Feliksiak’s first nonfiction publication tackles one of the great unsolved problems of mathematics.
Riemann’s hypothesis, which, among other things, posits the distribution of all prime numbers, represents such a complex problem that even modern mathematical computing software can only perform the calculations to a limited point. As a result, Feliksiak’s work is, of necessity, intended for those with a solid understanding of advanced mathematics.

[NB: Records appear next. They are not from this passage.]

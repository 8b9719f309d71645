use std::io::Write;
use std::path::{Path, PathBuf};

use clap::Parser;

use everify::comparator::{self, Comparator};
use everify::config::{Settings, VerifierSettings};
use everify::output::{self, FileReport};
use everify::verifier::{CommandVerifier, ExtractMode, Extractor};
use everify::walker;

#[derive(Parser)]
#[command(
    name = "everify",
    version,
    about = "Cross-check two E01 verifiers by comparing the hashes they report"
)]
struct Cli {
    /// Path to an E01 file or a directory containing E01 files
    path: PathBuf,

    /// Print every examined path, not only failing ones
    #[arg(short, long)]
    verbose: bool,

    /// Output results as JSON
    #[arg(long)]
    json: bool,

    /// Reference verifier command line; the image path is appended (default: "ewfverify -q")
    #[arg(long, env = "EVERIFY_REFERENCE", value_name = "CMD")]
    reference: Option<String>,

    /// Candidate verifier command line; the image path is appended (default: "e01verify")
    #[arg(long, env = "EVERIFY_CANDIDATE", value_name = "CMD")]
    candidate: Option<String>,

    /// Image extension to match in directory mode (repeatable, default: e01)
    #[arg(short, long = "extension", value_name = "EXT")]
    extensions: Vec<String>,

    /// How hashes are located in verifier output
    #[arg(long, value_enum)]
    extract: Option<ExtractMode>,

    /// Exit 0 even when the verifiers disagree
    #[arg(long)]
    exit_zero: bool,
}

fn or_exit(r: anyhow::Result<i32>) -> i32 {
    r.unwrap_or_else(|e| {
        eprintln!("[everify] error: {e:#}");
        2
    })
}

/// Config files first, then env/CLI overrides.
fn resolve_settings(cli: &Cli) -> anyhow::Result<Settings> {
    let cwd = std::env::current_dir()?;
    let mut settings = Settings::load(&cwd)?;
    if let Some(cmd) = &cli.reference {
        settings.reference = VerifierSettings::from_command(cmd);
    }
    if let Some(cmd) = &cli.candidate {
        settings.candidate = VerifierSettings::from_command(cmd);
    }
    if !cli.extensions.is_empty() {
        settings.set_extensions(&cli.extensions);
    }
    if let Some(mode) = cli.extract {
        settings.extract = mode;
    }
    settings.validate()?;
    Ok(settings)
}

fn build_comparator(settings: &Settings) -> anyhow::Result<Comparator> {
    let verifier = |v: &VerifierSettings| -> anyhow::Result<Box<CommandVerifier>> {
        Ok(Box::new(CommandVerifier::new(
            v.name.clone(),
            v.command.clone(),
            Extractor::new(settings.extract)?,
        )))
    };
    Ok(Comparator::new(
        verifier(&settings.reference)?,
        verifier(&settings.candidate)?,
    ))
}

fn warn_if_empty(path: &Path, checked: usize) {
    if checked == 0 {
        eprintln!("[everify] no image files found in {}", path.display());
    }
}

fn cmd_verify_text(cli: &Cli, settings: &Settings, comparator: &Comparator) -> anyhow::Result<usize> {
    let stdout = std::io::stdout();
    let mut out = stdout.lock();
    let mut failures = 0;

    let checked = walker::walk(&cli.path, &settings.extensions, |file| {
        if comparator.verify_file(file, cli.verbose, &mut out)? {
            failures += 1;
        }
        out.flush()?;
        Ok(())
    })?;

    warn_if_empty(&cli.path, checked);
    if cli.verbose {
        writeln!(out, "\n{checked} checked, {failures} failed")?;
    }
    Ok(failures)
}

fn cmd_verify_json(cli: &Cli, settings: &Settings, comparator: &Comparator) -> anyhow::Result<usize> {
    let mut reports = Vec::new();
    let checked = walker::walk(&cli.path, &settings.extensions, |file| {
        let outcome = comparator.compare_file(file)?;
        if cli.verbose {
            comparator::write_report(&mut std::io::stderr(), file, &outcome, true)?;
        }
        reports.push(FileReport::new(file, &outcome));
        Ok(())
    })?;

    warn_if_empty(&cli.path, checked);
    output::print_json(&reports);
    Ok(reports.iter().filter(|r| r.failed).count())
}

// Exit codes: 0 = verifiers agree, 1 = mismatch found, 2 = config/IO/launch error.
fn cmd_verify(cli: &Cli) -> anyhow::Result<i32> {
    let settings = resolve_settings(cli)?;
    let comparator = build_comparator(&settings)?;

    let failures = if cli.json {
        cmd_verify_json(cli, &settings, &comparator)?
    } else {
        cmd_verify_text(cli, &settings, &comparator)?
    };

    Ok(i32::from(failures > 0 && !cli.exit_zero))
}

fn main() {
    let cli = Cli::parse();
    std::process::exit(or_exit(cmd_verify(&cli)));
}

However, the author eschews a mathematician’s dry tone and instead opts for conversational, direct language, even slipping the occasional colloquialism into his prose—such as an explanation of why an estimation error doesn’t “blow up.” The language is technically perfect, to lessen the risk of inaccurately communicating the mathematical steps involved in proving the “very complex problem at hand.” At every step, he explains cogently, if briefly, how each theorem represents another small advance toward a better estimate of the prime counting function and, ultimately, an elementary proof of one of the great unsolved problems of mathematics. However, readers without a solid background in number theory will, unfortunately, be lost. As it is, Feliksiak’s proposed two-page proof requires more than 100 pages of buildup, even in the compressed language of mathematics. But the author has, at least, managed to make his advanced computations and reasoning accessible to anyone who understands the mathematical terms he employs. Along the way, he offers tidbits of history about the development of number theory and prior attempts to prove Riemann’s hypothesis, establishing a context of other mathematicians’ past contributions.
For readers with a grounding in number theory, the interlocking parts of this mathematical proof come together to create a surprisingly harmonious whole.